The Cowboys have a bye this weekend, which is why Cowboys Stadium is open and free for the big-time prizefight between Manny Pacquiao and Antonio Margarito. Earlier this year, Pacquiao and promoter Bob Arum teamed with Cowboys owner Jerry Jones to bring boxing to the lavish and enormous venue. It was March, and Pacquiao faced Joshua Clottey in front of 55,000 fans and around 700,000 more on U.S. pay-per-view, not to mention countless viewers around the world. Months before what was to be the year "America's Team" came back into the fold as an elite franchise in the NFL, Pacquiao dominated Clottey.
That makes Pacquiao 1-0 in the stadium in 2010. The Cowboys? They're 0-4. They've fired head coach Wade Phillips, replacing him with offensive coordinator Jason Garrett. If Garrett is unsuccessful in getting the most out of a frustrated team that is beaten up mentally and physically, and Pacquiao beats Antonio Margarito on Saturday, there's a really good chance that Pacquiao's two wins in the stadium will be more than the home team puts up over eight tries.
And unless you're a Cowboys fan, isn't that kind of funny?

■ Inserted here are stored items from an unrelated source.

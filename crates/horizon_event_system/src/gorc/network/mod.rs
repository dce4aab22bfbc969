//! GORC Network Replication Engine
//!
//! This module handles the actual network transmission of replication data,
//! including batching, compression, prioritization, and delivery guarantees.

mod coordinator;
mod engine;
mod queue;
mod types;

// Re-export public types and functions
pub use coordinator::{ReplicationCoordinator, UpdateScheduler, SchedulerStats};
pub use engine::NetworkReplicationEngine;
pub use queue::{PriorityUpdateQueue, PlayerNetworkState, PlayerStats};
pub use types::{
    NetworkConfig, NetworkError, NetworkStats, ReplicationBatch, 
    ReplicationStats, ReplicationUpdate
};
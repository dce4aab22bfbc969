/// Replication channel configuration and management
use super::layer::ReplicationLayer;
use serde::{Deserialize, Serialize};
use tokio::time::{Duration, Instant};

/// Replication channel configuration and state
#[derive(Debug, Clone)]
pub struct ReplicationChannel {
    /// Channel number (0-3)
    pub id: u8,
    /// Name of the channel
    pub name: String,
    /// Description of the channel's purpose
    pub description: String,
    /// Target frequency range for this channel
    pub frequency_range: (f64, f64),
    /// Layers configured for this channel
    pub layers: Vec<ReplicationLayer>,
    /// Last update timestamp
    pub last_update: Option<Instant>,
    /// Statistics for this channel
    pub stats: ChannelStats,
    /// Whether this channel is currently active
    pub active: bool,
}

impl ReplicationChannel {
    /// Creates a new replication channel
    pub fn new(id: u8, name: String, description: String, frequency_range: (f64, f64)) -> Self {
        Self {
            id,
            name,
            description,
            frequency_range,
            layers: Vec::new(),
            last_update: None,
            stats: ChannelStats::default(),
            active: true,
        }
    }

    /// Adds a replication layer to this channel
    pub fn add_layer(&mut self, layer: ReplicationLayer) {
        if layer.channel == self.id {
            self.layers.push(layer);
        }
    }

    /// Checks if the channel is ready for update based on its frequency
    pub fn is_ready_for_update(&self) -> bool {
        if !self.active {
            return false;
        }

        match self.last_update {
            None => true,
            Some(last) => {
                let min_interval = Duration::from_millis((1000.0 / self.frequency_range.1) as u64);
                last.elapsed() >= min_interval
            }
        }
    }

    /// Marks the channel as updated
    pub fn mark_updated(&mut self) {
        self.last_update = Some(Instant::now());
        self.stats.updates_sent += 1;
    }

    /// Sets the channel active/inactive
    pub fn set_active(&mut self, active: bool) {
        self.active = active;
    }

    /// Gets the effective frequency based on current conditions
    pub fn get_effective_frequency(&self, load_factor: f64) -> f64 {
        let base_freq = self.frequency_range.1;
        let min_freq = self.frequency_range.0;
        
        // Reduce frequency under load
        let adjusted_freq = base_freq * (1.0 - load_factor * 0.5);
        adjusted_freq.max(min_freq)
    }

    /// Gets the maximum radius for any layer in this channel
    pub fn max_radius(&self) -> f64 {
        self.layers
            .iter()
            .map(|layer| layer.radius)
            .max_by(|a, b| a.partial_cmp(b).unwrap())
            .unwrap_or(0.0)
    }

    /// Gets layers that replicate a specific property
    pub fn get_layers_for_property(&self, property: &str) -> Vec<&ReplicationLayer> {
        self.layers
            .iter()
            .filter(|l| l.replicates_property(property))
            .collect()
    }

    /// Optimizes the channel by removing redundant layers
    pub fn optimize(&mut self) {
        // Sort layers by priority
        self.layers.sort_by_key(|l| l.priority);
        
        // Remove layers with duplicate properties and overlapping radii
        let mut optimized_layers = Vec::new();
        for layer in &self.layers {
            let mut is_redundant = false;
            for existing in &optimized_layers {
                if layers_are_redundant(layer, existing) {
                    is_redundant = true;
                    break;
                }
            }
            if !is_redundant {
                optimized_layers.push(layer.clone());
            }
        }
        self.layers = optimized_layers;
    }
}

/// Statistics for a replication channel
#[derive(Debug, Default, Clone, Serialize, Deserialize)]
pub struct ChannelStats {
    /// Number of updates sent through this channel
    pub updates_sent: u64,
    /// Total bytes transmitted
    pub bytes_transmitted: u64,
    /// Number of subscribers
    pub subscriber_count: usize,
    /// Average update frequency achieved
    pub avg_frequency: f64,
    /// Peak subscriber count
    pub peak_subscriber_count: usize,
    /// Average latency for this channel (milliseconds)
    pub avg_latency_ms: f64,
}

impl ChannelStats {
    /// Updates the average frequency calculation
    pub fn update_frequency(&mut self, actual_frequency: f64) {
        if self.updates_sent == 0 {
            self.avg_frequency = actual_frequency;
        } else {
            // Exponential moving average
            self.avg_frequency = self.avg_frequency * 0.9 + actual_frequency * 0.1;
        }
    }

    /// Records a subscriber count update
    pub fn update_subscriber_count(&mut self, count: usize) {
        self.subscriber_count = count;
        if count > self.peak_subscriber_count {
            self.peak_subscriber_count = count;
        }
    }

    /// Records bytes transmitted
    pub fn add_bytes_transmitted(&mut self, bytes: u64) {
        self.bytes_transmitted += bytes;
    }

    /// Records latency measurement
    pub fn update_latency(&mut self, latency_ms: f64) {
        if self.updates_sent <= 1 {
            self.avg_latency_ms = latency_ms;
        } else {
            // Exponential moving average
            self.avg_latency_ms = self.avg_latency_ms * 0.9 + latency_ms * 0.1;
        }
    }

    /// Gets the efficiency ratio (frequency achieved vs theoretical max)
    pub fn efficiency_ratio(&self, target_frequency: f64) -> f64 {
        if target_frequency > 0.0 {
            self.avg_frequency / target_frequency
        } else {
            1.0
        }
    }
}

/// Helper function to determine if two layers are redundant
fn layers_are_redundant(layer1: &ReplicationLayer, layer2: &ReplicationLayer) -> bool {
    // Layers are redundant if they have overlapping properties and similar radii
    if layer1.channel != layer2.channel {
        return false;
    }
    
    let radius_diff = (layer1.radius - layer2.radius).abs();
    let radius_overlap = radius_diff < (layer1.radius * 0.1); // 10% overlap threshold
    
    let property_overlap = layer1.properties.iter()
        .any(|p| layer2.properties.contains(p));
    
    radius_overlap && property_overlap
}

If Pacquiao does score a sensational win over Margarito in front of a mass crowd (70,000 is a number that has been thrown around, as Margarito has far more star power than did Clottey), we could be looking at the real birth of a special relationship in boxing. Jerry Jones, no matter what faults you might think he has as the owner of a football team, is a savvy promoter. Obviously he shares the vision of Bob Arum, Todd DuBoef and the rest of Top Rank, which is getting huge event-level boxing out of the exclusive casinos in Las Vegas and back into the gigantic venues. The atmosphere is, like the audiences, bigger and more "epic." We've seen a couple of stadium shows this year. Pacquiao-Clottey was the first, and then in June, Miguel Cotto defeated Yuri Foreman at Yankee Stadium. Both shows had their positives and negatives. The search now for stadium boxing isn't stadiums that are willing to host, but the search for a great fight that makes tens of thousands of fans come alive. Maybe Pacquiao-Margarito is that fight. Maybe not.
Someday, if this does indeed become a standard rather than a novelty, boxing fans may look back and remember that it was Manny Pacquiao who built Cowboys Stadium. And if the Cowboys don't get better, he might be the only thing worth looking forward to in the venue.